◆ The task ◆
Take each line from the material below that includes the string "rayon" and copy it.

◆ Data shown ◆

──────

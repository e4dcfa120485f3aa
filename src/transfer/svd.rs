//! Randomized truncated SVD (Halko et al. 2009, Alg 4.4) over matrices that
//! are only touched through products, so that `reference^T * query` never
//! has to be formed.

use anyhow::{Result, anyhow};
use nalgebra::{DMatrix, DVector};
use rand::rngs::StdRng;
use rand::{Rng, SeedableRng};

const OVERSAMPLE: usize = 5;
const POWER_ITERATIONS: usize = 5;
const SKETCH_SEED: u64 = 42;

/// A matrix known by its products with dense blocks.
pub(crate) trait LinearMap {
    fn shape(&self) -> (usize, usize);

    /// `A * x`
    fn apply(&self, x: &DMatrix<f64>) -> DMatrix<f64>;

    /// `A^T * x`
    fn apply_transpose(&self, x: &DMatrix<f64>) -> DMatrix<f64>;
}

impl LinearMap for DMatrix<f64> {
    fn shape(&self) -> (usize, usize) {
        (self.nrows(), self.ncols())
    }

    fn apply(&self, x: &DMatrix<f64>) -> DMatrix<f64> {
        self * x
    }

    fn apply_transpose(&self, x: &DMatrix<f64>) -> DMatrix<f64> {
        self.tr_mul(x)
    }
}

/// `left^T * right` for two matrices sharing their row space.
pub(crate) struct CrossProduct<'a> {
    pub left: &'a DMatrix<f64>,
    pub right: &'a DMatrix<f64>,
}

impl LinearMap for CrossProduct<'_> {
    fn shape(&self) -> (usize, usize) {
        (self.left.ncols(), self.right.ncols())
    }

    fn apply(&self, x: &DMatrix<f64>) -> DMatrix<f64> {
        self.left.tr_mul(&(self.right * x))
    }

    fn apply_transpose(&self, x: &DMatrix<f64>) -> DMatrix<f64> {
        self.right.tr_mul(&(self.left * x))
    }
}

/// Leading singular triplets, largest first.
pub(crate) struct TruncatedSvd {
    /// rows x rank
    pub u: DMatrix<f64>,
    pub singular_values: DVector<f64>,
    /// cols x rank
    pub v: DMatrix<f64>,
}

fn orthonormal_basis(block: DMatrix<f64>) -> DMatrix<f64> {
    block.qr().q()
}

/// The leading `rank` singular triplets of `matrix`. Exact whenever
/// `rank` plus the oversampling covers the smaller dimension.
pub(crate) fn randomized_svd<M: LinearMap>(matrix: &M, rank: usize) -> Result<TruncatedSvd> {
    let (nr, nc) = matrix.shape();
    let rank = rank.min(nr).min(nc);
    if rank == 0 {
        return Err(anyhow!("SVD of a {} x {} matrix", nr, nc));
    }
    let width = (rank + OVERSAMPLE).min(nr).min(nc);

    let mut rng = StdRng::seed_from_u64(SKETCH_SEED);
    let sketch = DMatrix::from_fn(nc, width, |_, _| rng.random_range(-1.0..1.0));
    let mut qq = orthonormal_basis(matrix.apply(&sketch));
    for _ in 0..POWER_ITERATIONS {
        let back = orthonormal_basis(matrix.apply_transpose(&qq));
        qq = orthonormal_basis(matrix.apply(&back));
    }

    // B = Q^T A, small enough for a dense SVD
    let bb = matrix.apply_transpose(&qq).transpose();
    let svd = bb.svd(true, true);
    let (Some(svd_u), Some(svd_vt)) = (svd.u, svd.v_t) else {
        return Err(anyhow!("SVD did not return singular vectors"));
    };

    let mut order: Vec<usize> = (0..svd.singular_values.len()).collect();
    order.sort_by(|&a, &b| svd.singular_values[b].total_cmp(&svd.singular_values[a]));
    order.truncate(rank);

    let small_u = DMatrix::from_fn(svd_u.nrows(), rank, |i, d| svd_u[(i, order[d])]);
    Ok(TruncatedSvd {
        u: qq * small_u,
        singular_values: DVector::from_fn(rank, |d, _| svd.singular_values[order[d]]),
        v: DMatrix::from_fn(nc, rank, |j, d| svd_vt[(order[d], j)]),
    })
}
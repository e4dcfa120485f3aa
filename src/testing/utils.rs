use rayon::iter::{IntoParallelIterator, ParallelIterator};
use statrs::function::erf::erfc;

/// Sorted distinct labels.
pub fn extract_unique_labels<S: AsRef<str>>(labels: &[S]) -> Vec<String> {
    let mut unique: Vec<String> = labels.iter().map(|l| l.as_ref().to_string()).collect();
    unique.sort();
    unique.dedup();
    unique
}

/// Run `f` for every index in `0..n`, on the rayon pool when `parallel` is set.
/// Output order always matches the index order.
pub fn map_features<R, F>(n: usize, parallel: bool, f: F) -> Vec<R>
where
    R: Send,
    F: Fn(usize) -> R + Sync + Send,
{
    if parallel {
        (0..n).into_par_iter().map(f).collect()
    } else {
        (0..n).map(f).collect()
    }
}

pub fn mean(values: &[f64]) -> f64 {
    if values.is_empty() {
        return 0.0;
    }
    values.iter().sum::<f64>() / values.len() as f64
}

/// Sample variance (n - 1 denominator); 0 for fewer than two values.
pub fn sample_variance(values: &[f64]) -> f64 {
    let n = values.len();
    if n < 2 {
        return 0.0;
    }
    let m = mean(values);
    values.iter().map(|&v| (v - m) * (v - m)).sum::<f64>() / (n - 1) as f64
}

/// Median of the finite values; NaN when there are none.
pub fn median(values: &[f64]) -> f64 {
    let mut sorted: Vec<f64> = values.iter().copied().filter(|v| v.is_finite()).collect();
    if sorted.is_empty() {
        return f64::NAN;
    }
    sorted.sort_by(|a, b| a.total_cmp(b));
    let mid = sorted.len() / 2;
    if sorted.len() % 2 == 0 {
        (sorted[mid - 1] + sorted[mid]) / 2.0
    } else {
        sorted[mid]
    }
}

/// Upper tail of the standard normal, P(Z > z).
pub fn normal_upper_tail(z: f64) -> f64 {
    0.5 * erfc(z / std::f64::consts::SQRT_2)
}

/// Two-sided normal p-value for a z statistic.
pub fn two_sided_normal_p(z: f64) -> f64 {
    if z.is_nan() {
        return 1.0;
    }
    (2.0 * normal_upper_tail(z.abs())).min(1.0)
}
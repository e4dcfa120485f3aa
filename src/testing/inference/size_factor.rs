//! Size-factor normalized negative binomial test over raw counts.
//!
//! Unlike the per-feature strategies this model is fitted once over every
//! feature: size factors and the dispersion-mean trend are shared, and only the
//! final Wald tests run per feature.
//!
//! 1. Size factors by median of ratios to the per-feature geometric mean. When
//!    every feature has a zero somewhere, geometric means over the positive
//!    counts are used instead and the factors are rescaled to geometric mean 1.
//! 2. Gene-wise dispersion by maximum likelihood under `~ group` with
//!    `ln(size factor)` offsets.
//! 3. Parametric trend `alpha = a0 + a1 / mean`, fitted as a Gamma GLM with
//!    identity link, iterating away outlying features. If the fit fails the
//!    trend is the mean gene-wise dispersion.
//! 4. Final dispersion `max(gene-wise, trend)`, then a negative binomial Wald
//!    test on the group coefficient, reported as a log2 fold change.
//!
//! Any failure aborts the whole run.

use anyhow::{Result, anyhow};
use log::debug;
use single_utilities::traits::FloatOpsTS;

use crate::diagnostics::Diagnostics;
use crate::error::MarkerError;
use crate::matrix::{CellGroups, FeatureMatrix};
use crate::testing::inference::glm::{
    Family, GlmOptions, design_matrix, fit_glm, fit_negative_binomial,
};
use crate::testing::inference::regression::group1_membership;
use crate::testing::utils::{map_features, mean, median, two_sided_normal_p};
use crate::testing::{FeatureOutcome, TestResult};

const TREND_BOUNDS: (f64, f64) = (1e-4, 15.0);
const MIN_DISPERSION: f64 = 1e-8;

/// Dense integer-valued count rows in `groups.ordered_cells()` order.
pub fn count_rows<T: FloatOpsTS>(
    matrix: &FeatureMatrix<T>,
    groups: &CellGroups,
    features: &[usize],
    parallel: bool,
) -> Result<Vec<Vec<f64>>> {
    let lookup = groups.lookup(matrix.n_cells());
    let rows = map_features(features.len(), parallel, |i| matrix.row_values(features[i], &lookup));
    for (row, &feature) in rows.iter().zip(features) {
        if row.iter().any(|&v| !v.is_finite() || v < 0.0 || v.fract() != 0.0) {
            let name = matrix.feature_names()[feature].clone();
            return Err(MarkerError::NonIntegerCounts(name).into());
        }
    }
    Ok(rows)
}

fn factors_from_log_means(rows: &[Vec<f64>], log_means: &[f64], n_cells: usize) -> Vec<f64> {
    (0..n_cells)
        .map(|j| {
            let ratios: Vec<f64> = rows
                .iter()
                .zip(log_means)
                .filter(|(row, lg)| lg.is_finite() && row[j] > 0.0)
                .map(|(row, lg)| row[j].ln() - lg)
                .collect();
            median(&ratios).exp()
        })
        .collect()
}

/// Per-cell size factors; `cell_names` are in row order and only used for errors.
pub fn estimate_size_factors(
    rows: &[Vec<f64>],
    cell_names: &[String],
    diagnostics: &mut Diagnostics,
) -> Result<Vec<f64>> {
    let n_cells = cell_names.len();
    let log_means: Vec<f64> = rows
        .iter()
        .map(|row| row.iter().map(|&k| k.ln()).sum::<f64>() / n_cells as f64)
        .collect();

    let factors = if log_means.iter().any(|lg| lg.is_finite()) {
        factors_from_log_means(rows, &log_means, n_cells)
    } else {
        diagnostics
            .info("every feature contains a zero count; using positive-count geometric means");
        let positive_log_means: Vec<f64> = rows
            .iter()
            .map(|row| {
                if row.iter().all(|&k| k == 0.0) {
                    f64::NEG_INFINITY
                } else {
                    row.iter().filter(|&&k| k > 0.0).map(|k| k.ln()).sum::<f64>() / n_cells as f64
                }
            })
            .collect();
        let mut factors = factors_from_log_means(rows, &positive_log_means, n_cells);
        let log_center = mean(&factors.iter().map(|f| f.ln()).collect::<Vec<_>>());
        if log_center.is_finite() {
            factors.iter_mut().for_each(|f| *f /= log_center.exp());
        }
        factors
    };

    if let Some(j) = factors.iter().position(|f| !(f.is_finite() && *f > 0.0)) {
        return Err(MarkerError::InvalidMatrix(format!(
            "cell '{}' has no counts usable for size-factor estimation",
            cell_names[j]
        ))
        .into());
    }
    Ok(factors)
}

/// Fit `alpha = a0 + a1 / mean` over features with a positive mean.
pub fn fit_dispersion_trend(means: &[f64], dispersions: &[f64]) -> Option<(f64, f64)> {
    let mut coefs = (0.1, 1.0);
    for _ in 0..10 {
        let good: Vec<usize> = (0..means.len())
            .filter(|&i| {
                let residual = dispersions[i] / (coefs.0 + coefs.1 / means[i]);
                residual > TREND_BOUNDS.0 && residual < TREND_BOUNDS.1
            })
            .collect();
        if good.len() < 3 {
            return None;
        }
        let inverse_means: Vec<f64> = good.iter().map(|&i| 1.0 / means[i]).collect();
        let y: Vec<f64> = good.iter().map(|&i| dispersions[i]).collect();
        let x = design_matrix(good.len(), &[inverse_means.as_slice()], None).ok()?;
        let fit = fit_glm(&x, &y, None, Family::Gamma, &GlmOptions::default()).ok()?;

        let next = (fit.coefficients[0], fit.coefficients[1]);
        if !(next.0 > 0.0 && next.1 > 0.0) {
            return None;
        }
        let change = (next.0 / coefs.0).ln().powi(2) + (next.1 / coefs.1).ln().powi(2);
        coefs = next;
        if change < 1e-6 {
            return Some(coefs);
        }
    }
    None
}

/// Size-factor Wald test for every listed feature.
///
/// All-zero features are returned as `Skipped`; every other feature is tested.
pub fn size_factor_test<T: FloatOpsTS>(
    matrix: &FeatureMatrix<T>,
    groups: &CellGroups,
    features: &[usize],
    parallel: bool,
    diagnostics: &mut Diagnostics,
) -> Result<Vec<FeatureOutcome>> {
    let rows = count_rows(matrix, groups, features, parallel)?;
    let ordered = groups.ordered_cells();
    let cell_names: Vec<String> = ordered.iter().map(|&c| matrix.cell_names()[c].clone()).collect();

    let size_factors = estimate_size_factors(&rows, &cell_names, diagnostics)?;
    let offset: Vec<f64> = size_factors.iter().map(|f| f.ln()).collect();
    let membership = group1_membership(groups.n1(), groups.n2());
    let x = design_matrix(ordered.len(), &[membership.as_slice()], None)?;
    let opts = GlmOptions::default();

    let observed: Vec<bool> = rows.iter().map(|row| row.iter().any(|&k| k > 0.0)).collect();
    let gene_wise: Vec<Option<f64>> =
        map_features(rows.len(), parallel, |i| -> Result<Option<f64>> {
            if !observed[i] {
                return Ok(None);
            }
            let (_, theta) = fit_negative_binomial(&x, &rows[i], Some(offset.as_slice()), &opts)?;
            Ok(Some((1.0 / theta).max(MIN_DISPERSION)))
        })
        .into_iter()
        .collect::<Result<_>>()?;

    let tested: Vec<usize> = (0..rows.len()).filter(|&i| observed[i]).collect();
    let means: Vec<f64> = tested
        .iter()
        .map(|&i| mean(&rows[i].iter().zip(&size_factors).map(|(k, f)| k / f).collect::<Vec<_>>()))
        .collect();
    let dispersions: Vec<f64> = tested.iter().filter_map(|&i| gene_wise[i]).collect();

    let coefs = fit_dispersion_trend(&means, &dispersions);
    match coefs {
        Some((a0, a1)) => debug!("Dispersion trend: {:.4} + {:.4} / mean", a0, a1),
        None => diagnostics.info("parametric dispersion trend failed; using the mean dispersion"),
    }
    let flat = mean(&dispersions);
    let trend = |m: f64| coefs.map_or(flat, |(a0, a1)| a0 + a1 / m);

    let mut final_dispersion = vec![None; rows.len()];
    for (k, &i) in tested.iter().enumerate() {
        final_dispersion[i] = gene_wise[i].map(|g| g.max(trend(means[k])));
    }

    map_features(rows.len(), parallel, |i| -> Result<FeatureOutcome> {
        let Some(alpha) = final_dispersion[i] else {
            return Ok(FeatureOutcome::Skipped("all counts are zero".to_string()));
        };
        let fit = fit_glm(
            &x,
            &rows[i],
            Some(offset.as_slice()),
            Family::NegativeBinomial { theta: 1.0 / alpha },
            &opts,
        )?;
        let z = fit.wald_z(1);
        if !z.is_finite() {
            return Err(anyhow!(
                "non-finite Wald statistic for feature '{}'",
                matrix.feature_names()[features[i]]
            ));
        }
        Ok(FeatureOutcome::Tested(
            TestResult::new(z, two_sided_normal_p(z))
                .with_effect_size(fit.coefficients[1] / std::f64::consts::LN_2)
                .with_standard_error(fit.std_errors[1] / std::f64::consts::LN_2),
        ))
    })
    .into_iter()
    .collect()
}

──────

◆ Answer for this exercise ◆
use rayon::iter::{IntoParallelIterator, ParallelIterator};
/// Run `f` for every index in `0..n`, on the rayon pool when `parallel` is set.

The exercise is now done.